Little server, exposing an HTTP API for sending email messages.
Designed as a light weight backend to help sending emails from a frontend, e.g. site's contact form. It takes care of dispatching and effectively hides authentication credentials from the client.
Based on Express and Nodemailer and have a simple API: it listens for POST requests at /send
route.
Several mail transport options are supported:
- SMTP
- Gmail
- sends SMTP requests to specified Gmail account.

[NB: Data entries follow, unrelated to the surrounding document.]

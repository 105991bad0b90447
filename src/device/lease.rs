//! Scoped ownership of a borrowed device

use super::{DeviceId, DevicePool};

/// Exclusive claim on one identifier from a [`DevicePool`].
///
/// The identifier goes back to the pool exactly once: on [`DeviceLease::release`]
/// or when the lease is dropped, including during unwinding.
pub struct DeviceLease<'p> {
    pool: &'p dyn DevicePool,
    id: DeviceId,
    released: bool,
}

impl<'p> DeviceLease<'p> {
    /// Wrap an identifier that was just acquired from `pool`
    pub fn new(pool: &'p dyn DevicePool, id: DeviceId) -> Self {
        Self {
            pool,
            id,
            released: false,
        }
    }

    /// Try to acquire from `pool` within `timeout`
    pub fn acquire(pool: &'p dyn DevicePool, timeout: std::time::Duration) -> Option<Self> {
        pool.acquire(timeout).map(|id| Self::new(pool, id))
    }

    pub fn id(&self) -> DeviceId {
        self.id
    }

    /// Return the device to the pool now
    pub fn release(mut self) {
        self.give_back();
    }

    fn give_back(&mut self) {
        if !self.released {
            self.released = true;
            tracing::debug!("Releasing {}", self.id);
            self.pool.release(self.id);
        }
    }
}

impl Drop for DeviceLease<'_> {
    fn drop(&mut self) {
        self.give_back();
    }
}

impl std::fmt::Debug for DeviceLease<'_> {
    fn fmt(&self, f: &mut std::fmt::Formatter<'_>) -> std::fmt::Result {
        f.debug_struct("DeviceLease").field("id", &self.id).finish()
    }
}

#[cfg(test)]
mod tests {
    use super::*;
    use crate::device::QueuePool;
    use std::time::Duration;

    #[test]
    fn test_drop_releases() {
        let pool = QueuePool::cpu(1);
        {
            let lease = DeviceLease::acquire(&pool, Duration::from_millis(10)).unwrap();
            assert_eq!(lease.id(), DeviceId::cpu(0));
            assert_eq!(pool.available(), 0);
        }
        assert_eq!(pool.available(), 1);
    }

    #[test]
    fn test_explicit_release_happens_once() {
        let pool = QueuePool::cpu(2);
        let lease = DeviceLease::acquire(&pool, Duration::from_millis(10)).unwrap();
        lease.release();
        assert_eq!(pool.available(), 2);
    }

    #[test]
    fn test_release_on_panic() {
        let pool = QueuePool::cpu(1);
        let result = std::panic::catch_unwind(std::panic::AssertUnwindSafe(|| {
            let _lease = DeviceLease::acquire(&pool, Duration::from_millis(10)).unwrap();
            panic!("model blew up");
        }));
        assert!(result.is_err());
        assert_eq!(pool.available(), 1);
    }
}
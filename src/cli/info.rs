//! Config info command

use std::path::PathBuf;

use anyhow::Result;

use crate::config::TaskConfig;
use crate::tensor::OneOrMany;

/// Show what a task config resolves to
pub async fn info(config: PathBuf) -> Result<()> {
    let task_config = TaskConfig::load(&config)?;

    println!("Config: {}\n", config.display());
    println!("Model: {}", task_config.model.name());
    println!(
        "Function: {}",
        task_config.function.as_deref().unwrap_or("(call)")
    );
    println!("Input: {}", fields(&task_config.input));
    println!("Output: {}", fields(&task_config.output));
    println!("Dtype: {:?}", task_config.dtype()?);
    match task_config.batch_size {
        Some(n) => println!("Batch size: {}", n),
        None => println!("Batch size: whole input"),
    }
    if !task_config.args.is_empty() {
        println!("Args: {}", task_config.args.len());
    }
    if !task_config.kwargs.is_empty() {
        let names: Vec<&str> = task_config.kwargs.keys().map(String::as_str).collect();
        println!("Kwargs: {}", names.join(", "));
    }

    println!("\nRetry:");
    println!("  Max tries: {}", task_config.retry.max_tries);
    println!("  Timeout: {:?}", task_config.retry.timeout()?);

    println!("\nPool:");
    for id in task_config.pool.device_ids()? {
        println!("  {}", id);
    }

    // Surface validation errors the same way `run` would
    let task = task_config.build_task()?;
    println!("\nTask OK: {:?}", task);

    Ok(())
}

fn fields(fields: &OneOrMany<String>) -> String {
    match fields {
        OneOrMany::One(name) => name.clone(),
        OneOrMany::Many(names) => format!("[{}]", names.join(", ")),
    }
}
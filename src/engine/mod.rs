//! Core execution engine
//!
//! This module provides the device-arbitrated execution pipeline:
//! - Executor: runs a request on a device-resident model, optionally batched
//! - Acquisition: borrows a device with bounded retries and always returns it
//! - Task: record-level entry point gluing fields, adapters and execution

mod acquisition;
mod executor;
mod task;

pub use acquisition::{
    CancelToken, DeviceAcquisitionLoop, ExecutionOutput, LoopState, RetryBudget,
    DEFAULT_MAX_TRIES, DEFAULT_TIMEOUT,
};
pub use executor::{plan_batches, BatchOutput, BatchedExecutor, ExecutionRequest};
pub use task::{ModelTask, ModelTaskBuilder, TaskReport};
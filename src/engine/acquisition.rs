//! Device acquisition with bounded retries
//!
//! One invocation moves through `Trying -> Running -> Done`, or ends in
//! `FailedFatal` when the retry budget runs out before any device is
//! obtained. Once a device is held it is returned to the pool exactly once,
//! whatever happens while the model runs.

use std::any::Any;
use std::panic::{self, AssertUnwindSafe};
use std::sync::atomic::{AtomicBool, Ordering};
use std::sync::Arc;
use std::time::Duration;

use candle_core::Tensor;

use super::executor::{BatchOutput, BatchedExecutor, ExecutionRequest};
use crate::device::{DeviceId, DeviceLease, DevicePool};
use crate::error::{Result, TaskError};
use crate::model::Model;
use crate::tensor::OneOrMany;

/// Default number of acquisition attempts
pub const DEFAULT_MAX_TRIES: u32 = 33;

/// Default wait per acquisition attempt
pub const DEFAULT_TIMEOUT: Duration = Duration::from_secs(3);

/// How long and how often to wait for a device
#[derive(Debug, Clone, Copy, PartialEq, Eq)]
pub struct RetryBudget {
    max_tries: u32,
    timeout: Duration,
}

impl RetryBudget {
    /// Fails unless `max_tries >= 1`
    pub fn new(max_tries: u32, timeout: Duration) -> Result<Self> {
        if max_tries < 1 {
            return Err(TaskError::config("max_tries must be at least 1"));
        }
        Ok(Self { max_tries, timeout })
    }

    pub fn max_tries(&self) -> u32 {
        self.max_tries
    }

    pub fn timeout(&self) -> Duration {
        self.timeout
    }
}

impl Default for RetryBudget {
    fn default() -> Self {
        Self {
            max_tries: DEFAULT_MAX_TRIES,
            timeout: DEFAULT_TIMEOUT,
        }
    }
}

/// Caller-side cancellation, checked between acquisition attempts
#[derive(Debug, Clone, Default)]
pub struct CancelToken(Arc<AtomicBool>);

impl CancelToken {
    pub fn new() -> Self {
        Self::default()
    }

    pub fn cancel(&self) {
        self.0.store(true, Ordering::SeqCst);
    }

    pub fn is_cancelled(&self) -> bool {
        self.0.load(Ordering::SeqCst)
    }
}

/// States of one invocation
#[derive(Debug, Clone, Copy, PartialEq, Eq)]
pub enum LoopState {
    Trying { attempt: u32 },
    Running(DeviceId),
    Done,
    FailedFatal,
}

/// Result of a successful run
#[derive(Debug, Clone)]
pub struct ExecutionOutput {
    /// Host-resident output, shaped as the model returned it
    pub tensors: OneOrMany<Tensor>,
    /// Device that ran the model
    pub device: DeviceId,
    /// Acquisition attempts used, including the successful one
    pub attempts: u32,
    /// Device calls made
    pub batches: usize,
}

/// Acquires a device, runs the model on it, and always gives it back
#[derive(Debug, Clone, Copy, Default)]
pub struct DeviceAcquisitionLoop {
    budget: RetryBudget,
}

impl DeviceAcquisitionLoop {
    pub fn new(budget: RetryBudget) -> Self {
        Self { budget }
    }

    pub fn budget(&self) -> RetryBudget {
        self.budget
    }

    /// Wait for a device, trying at most `max_tries` times.
    ///
    /// Returns the lease and the number of attempts it took.
    pub fn acquire<'p>(
        &self,
        pool: &'p dyn DevicePool,
        cancel: Option<&CancelToken>,
    ) -> Result<(DeviceLease<'p>, u32)> {
        let mut failed = 0;
        loop {
            enter(LoopState::Trying {
                attempt: failed + 1,
            });
            if cancel.is_some_and(CancelToken::is_cancelled) {
                enter(LoopState::FailedFatal);
                return Err(TaskError::Cancelled { tries: failed });
            }
            if let Some(lease) = DeviceLease::acquire(pool, self.budget.timeout) {
                return Ok((lease, failed + 1));
            }
            failed += 1;
            if failed >= self.budget.max_tries {
                enter(LoopState::FailedFatal);
                tracing::warn!(
                    "No device after {} tries of {:?}, giving up",
                    failed,
                    self.budget.timeout
                );
                return Err(TaskError::Exhausted {
                    tries: failed,
                    timeout: self.budget.timeout,
                });
            }
            tracing::debug!(
                "No device available (try {}/{}), retrying",
                failed,
                self.budget.max_tries
            );
        }
    }

    /// Acquire a device and execute `request` with `model` on it
    pub fn run(
        &self,
        pool: &dyn DevicePool,
        model: &dyn Model,
        request: &ExecutionRequest,
        cancel: Option<&CancelToken>,
    ) -> Result<ExecutionOutput> {
        let (lease, attempts) = self.acquire(pool, cancel)?;
        let device = lease.id();
        enter(LoopState::Running(device));

        let outcome = panic::catch_unwind(AssertUnwindSafe(|| {
            run_on_device(device, model, request)
        }));
        // The device-resident model and tensors are dropped inside
        // `run_on_device`, so only the identifier is left to return.
        lease.release();

        let result = match outcome {
            Ok(result) => result,
            Err(payload) => Err(TaskError::Execution {
                device,
                message: format!("model panicked: {}", panic_message(payload.as_ref())),
            }),
        };
        match result {
            Ok(output) => {
                enter(LoopState::Done);
                Ok(ExecutionOutput {
                    tensors: output.tensors,
                    device,
                    attempts,
                    batches: output.batches,
                })
            }
            Err(e) => {
                tracing::warn!("Execution on {} failed: {}", device, e);
                Err(e)
            }
        }
    }
}

fn enter(state: LoopState) {
    tracing::debug!("Acquisition state: {:?}", state);
}

fn run_on_device(
    device: DeviceId,
    model: &dyn Model,
    request: &ExecutionRequest,
) -> Result<BatchOutput> {
    let compute = device
        .open()
        .map_err(|source| TaskError::DeviceOpen { device, source })?;
    let resident = model
        .to_device(&compute)
        .map_err(|e| TaskError::Execution {
            device,
            message: format!("moving '{}' to device failed: {}", model.name(), e),
        })?;
    tracing::debug!("Running '{}' on {}", model.name(), device);
    BatchedExecutor::new(resident.as_ref())
        .run(request)
        .map_err(|e| TaskError::Execution {
            device,
            message: e.to_string(),
        })
}

fn panic_message(payload: &(dyn Any + Send)) -> String {
    if let Some(s) = payload.downcast_ref::<&str>() {
        s.to_string()
    } else if let Some(s) = payload.downcast_ref::<String>() {
        s.clone()
    } else {
        "unknown panic".to_string()
    }
}

#[cfg(test)]
mod tests {
    use super::*;
    use crate::device::QueuePool;
    use crate::model::Identity;
    use candle_core::Device;
    use std::time::Instant;

    fn request() -> ExecutionRequest {
        ExecutionRequest::new(OneOrMany::One(
            Tensor::ones((2, 2), candle_core::DType::F32, &Device::Cpu).unwrap(),
        ))
    }

    #[test]
    fn test_budget_rejects_zero_tries() {
        let err = RetryBudget::new(0, Duration::from_secs(1)).unwrap_err();
        assert!(err.is_configuration());
        assert_eq!(RetryBudget::default().max_tries(), 33);
        assert_eq!(RetryBudget::default().timeout(), Duration::from_secs(3));
    }

    #[test]
    fn test_run_releases_device() {
        let pool = QueuePool::cpu(1);
        let acquisition = DeviceAcquisitionLoop::new(
            RetryBudget::new(1, Duration::from_millis(10)).unwrap(),
        );
        let out = acquisition
            .run(&pool, &Identity::new(), &request(), None)
            .unwrap();
        assert_eq!(out.device, DeviceId::cpu(0));
        assert_eq!(out.attempts, 1);
        assert_eq!(pool.available(), 1);
    }

    #[test]
    fn test_exhaustion_takes_every_window() {
        let pool = QueuePool::new(Vec::new());
        let acquisition = DeviceAcquisitionLoop::new(
            RetryBudget::new(3, Duration::from_millis(20)).unwrap(),
        );
        let start = Instant::now();
        let err = acquisition
            .run(&pool, &Identity::new(), &request(), None)
            .unwrap_err();
        assert!(start.elapsed() >= Duration::from_millis(60));
        assert!(matches!(err, TaskError::Exhausted { tries: 3, .. }));
    }

    #[test]
    fn test_cancel_stops_retrying() {
        let pool = QueuePool::new(Vec::new());
        let acquisition = DeviceAcquisitionLoop::new(
            RetryBudget::new(100, Duration::from_millis(5)).unwrap(),
        );
        let token = CancelToken::new();
        token.cancel();
        let err = acquisition
            .run(&pool, &Identity::new(), &request(), Some(&token))
            .unwrap_err();
        assert!(matches!(err, TaskError::Cancelled { tries: 0 }));
    }

    #[test]
    fn test_unopenable_device_is_released() {
        // Without CUDA support (or hardware) cuda:63 cannot be opened
        let pool = QueuePool::new([DeviceId::cuda(63)]);
        let acquisition = DeviceAcquisitionLoop::new(
            RetryBudget::new(1, Duration::from_millis(10)).unwrap(),
        );
        let err = acquisition
            .run(&pool, &Identity::new(), &request(), None)
            .unwrap_err();
        assert!(matches!(err, TaskError::DeviceOpen { .. }));
        assert_eq!(pool.available(), 1);
    }
}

- Dedicated HTTP Mail API providers:
To deliver a message, client has to make a POST request with { name, email, subject, message }
parameters in the body. When a new request arrives, server does the following:
- Extracts { name, email, subject, message } params from the request body
- Performs validations:
- Validates that no parameter is blank
- Validates that email parameter look like a valid email,
- If any of these validations fail, sends an HTTP response with 400 status and appropriate message
- Sanitizes each parameter by removing possible html tags
- Creates an email message object (in terms of Nodemailer)
- Choose one of the transports (according to config: SMTP/Gmail/Mailgun/Sendinblue) and try to send the message through it with Nodemailer
- If Nodemailer fails to dispatch the email, returns Nodemailer's error to the client.

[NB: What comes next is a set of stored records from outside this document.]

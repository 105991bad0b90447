//! Device acquisition retry settings

use std::time::Duration;

use anyhow::{anyhow, Result};
use serde::{Deserialize, Serialize};

use crate::engine::{RetryBudget, DEFAULT_MAX_TRIES, DEFAULT_TIMEOUT};

/// Retry budget as written in a task config
#[derive(Debug, Clone, Serialize, Deserialize)]
pub struct RetryConfig {
    /// Acquisition attempts before giving up
    #[serde(default = "default_max_tries")]
    pub max_tries: u32,

    /// Wait per attempt in seconds
    #[serde(default = "default_timeout_secs")]
    pub timeout_secs: f64,
}

fn default_max_tries() -> u32 {
    DEFAULT_MAX_TRIES
}

fn default_timeout_secs() -> f64 {
    DEFAULT_TIMEOUT.as_secs_f64()
}

impl Default for RetryConfig {
    fn default() -> Self {
        Self {
            max_tries: default_max_tries(),
            timeout_secs: default_timeout_secs(),
        }
    }
}

impl RetryConfig {
    /// Per-attempt wait; must be a finite, non-negative number of seconds
    pub fn timeout(&self) -> Result<Duration> {
        let secs = self.timeout_secs;
        if !secs.is_finite() || secs < 0.0 {
            return Err(anyhow!("retry timeout_secs must be finite and >= 0, got {}", secs));
        }
        Duration::try_from_secs_f64(secs)
            .map_err(|e| anyhow!("retry timeout_secs {} out of range: {}", secs, e))
    }

    pub fn budget(&self) -> Result<RetryBudget> {
        Ok(RetryBudget::new(self.max_tries, self.timeout()?)?)
    }
}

The server support CORS. The local cors route is based on Express middleware from cors npm module and implements the following logic:
One can specify the list of allowed origins in environment variable (.env and .env.production files are supported too):
MAILER_WHITELIST=http://example.com,http://www.example.com
with comma separated list of URLs. This list is then url-parsed and turned into hostnames only:
const whitelist = ['example.com', 'www.example.com']
When CORS request is received, the origin under examination is turned into a hostname before the whitelist checking.

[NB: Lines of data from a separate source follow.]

//! Device pool configuration

use std::path::PathBuf;
use std::sync::Arc;

use anyhow::{anyhow, Context, Result};
use serde::{Deserialize, Serialize};

use crate::device::{DeviceId, DevicePool, QueuePool};

/// One pool entry
#[derive(Debug, Clone, Serialize, Deserialize)]
#[serde(untagged)]
pub enum DeviceEntry {
    /// Simple device string (e.g., "cuda:0", "cpu:1")
    Simple(String),
    /// Detailed device configuration
    Detailed {
        /// Device type: "cuda", "cpu"
        device_type: String,
        /// Device ID (CUDA ordinal or CPU slot)
        #[serde(default)]
        device_id: usize,
    },
}

impl DeviceEntry {
    pub fn device_id(&self) -> Result<DeviceId> {
        match self {
            DeviceEntry::Simple(s) => Ok(s.parse()?),
            DeviceEntry::Detailed {
                device_type,
                device_id,
            } => match device_type.as_str() {
                "cpu" => Ok(DeviceId::cpu(*device_id)),
                "cuda" | "gpu" => Ok(DeviceId::cuda(*device_id)),
                other => Err(anyhow!("unknown device type: '{}'", other)),
            },
        }
    }
}

/// Devices the shared pool is created with
#[derive(Debug, Clone, Serialize, Deserialize)]
pub struct PoolConfig {
    /// Inventory; an entry listed twice admits two concurrent users
    #[serde(default = "default_devices")]
    pub devices: Vec<DeviceEntry>,

    /// Share the pool with other processes through lock files in this
    /// directory (unix only). Unset keeps the pool inside this process.
    #[serde(default)]
    pub lock_dir: Option<PathBuf>,
}

fn default_devices() -> Vec<DeviceEntry> {
    vec![DeviceEntry::Simple("cpu:0".to_string())]
}

impl Default for PoolConfig {
    fn default() -> Self {
        Self {
            devices: default_devices(),
            lock_dir: None,
        }
    }
}

impl PoolConfig {
    /// Pool from a comma-separated list, e.g. `cuda:0,cuda:1`
    pub fn from_list(list: &str) -> Self {
        Self {
            devices: list
                .split(',')
                .map(str::trim)
                .filter(|s| !s.is_empty())
                .map(|s| DeviceEntry::Simple(s.to_string()))
                .collect(),
            lock_dir: None,
        }
    }

    pub fn device_ids(&self) -> Result<Vec<DeviceId>> {
        self.devices.iter().map(DeviceEntry::device_id).collect()
    }

    /// Create the shared pool
    pub fn build(&self) -> Result<Arc<dyn DevicePool>> {
        let ids = self.device_ids()?;
        if ids.is_empty() {
            return Err(anyhow!("device pool needs at least one device"));
        }
        match &self.lock_dir {
            None => Ok(Arc::new(QueuePool::new(ids))),
            Some(dir) => open_locked(dir, ids),
        }
    }
}

#[cfg(unix)]
fn open_locked(dir: &std::path::Path, ids: Vec<DeviceId>) -> Result<Arc<dyn DevicePool>> {
    let pool = crate::device::FileLockPool::open(dir, ids)
        .with_context(|| format!("opening device locks in {}", dir.display()))?;
    tracing::info!("Sharing {} device slot(s) through {}", pool.capacity(), dir.display());
    Ok(Arc::new(pool))
}

#[cfg(not(unix))]
fn open_locked(dir: &std::path::Path, _ids: Vec<DeviceId>) -> Result<Arc<dyn DevicePool>> {
    Err(anyhow!(
        "lock_dir {} needs a unix host; leave it unset for an in-process pool",
        dir.display()
    ))
}

#[cfg(test)]
mod tests {
    use super::*;

    #[test]
    fn test_entries_from_yaml() {
        let yaml = r#"
devices:
  - cuda:0
  - device_type: cuda
    device_id: 1
  - cpu
"#;
        let config: PoolConfig = serde_yaml::from_str(yaml).unwrap();
        assert_eq!(
            config.device_ids().unwrap(),
            vec![DeviceId::cuda(0), DeviceId::cuda(1), DeviceId::cpu(0)]
        );
    }

    #[test]
    fn test_from_list() {
        let pool = PoolConfig::from_list("cpu:0, cpu:1,").build().unwrap();
        assert_eq!(pool.capacity(), 2);
    }

    #[test]
    fn test_rejects_bad_entries() {
        assert!(PoolConfig::from_list("").build().is_err());
        assert!(PoolConfig::from_list("tpu:0").build().is_err());
        let detailed = DeviceEntry::Detailed {
            device_type: "fpga".into(),
            device_id: 0,
        };
        assert!(detailed.device_id().is_err());
    }

    #[cfg(unix)]
    #[test]
    fn test_lock_dir_pools_share_slots() {
        let dir = tempfile::tempdir().unwrap();
        let yaml = format!("devices: [cpu]\nlock_dir: {}\n", dir.path().display());
        let config: PoolConfig = serde_yaml::from_str(&yaml).unwrap();
        let a = config.build().unwrap();
        let b = config.build().unwrap();

        let id = a.acquire(std::time::Duration::from_millis(10)).unwrap();
        assert_eq!(b.acquire(std::time::Duration::from_millis(20)), None);
        a.release(id);
        assert_eq!(b.acquire(std::time::Duration::from_millis(20)), Some(id));
    }

    #[test]
    fn test_default_is_one_cpu() {
        assert_eq!(
            PoolConfig::default().device_ids().unwrap(),
            vec![DeviceId::cpu(0)]
        );
    }
}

E.g, let the origin URL be http://subdomain.example.com/some/page
. Then its hostname is subdomain.example.com
, which is checked against ['example.com', 'www.example.com']
- which makes the CORS check fail, as there is no match.
The algorithm is protocol agnostic, so both http and https origin are treated equally.
A sample Dockerfile is provided to run this server inside Docker container.
Both base image (node:alpine) and the PORT can be set as environment variables (see ARG
and ENV
statements), but if not, the default values are used.
# go to some directory, run:
git clone git@github.com:heroqu/mailer.git
# go to that dir
cd mailer
npm install -save
# OR
yarn
Configuration settings, including CORS whitelist, transport type, transport credentials and server port - all are read from environment variables and can be set either directly or through .env or .env.production files, which are parsed by dotenv (Look in the .env.sample file for details).
When vars are ready, one cat run the mailer:
npm start
# OR
yarn start
Alternatively, if you want to see more info on screen you can run in debug mode:
npm run dev
# OR
yarn dev
open http://localhost:3020 (if your port is still 3020)
and see the hello message:
"The mailer is here"
Then one can also try to send a real message with curl:
curl -H "Content-Type: application/json" -X POST -d '{"name":"Donald","email":"marshall@gmail.com" ,"subject":"❗✍ from curl","message":"Can you see this?!"}' http://localhost:3020/send
if the email address is really yours, you are online and the transport credentials and everything is OK, you should receive a new letter in your inbox by now.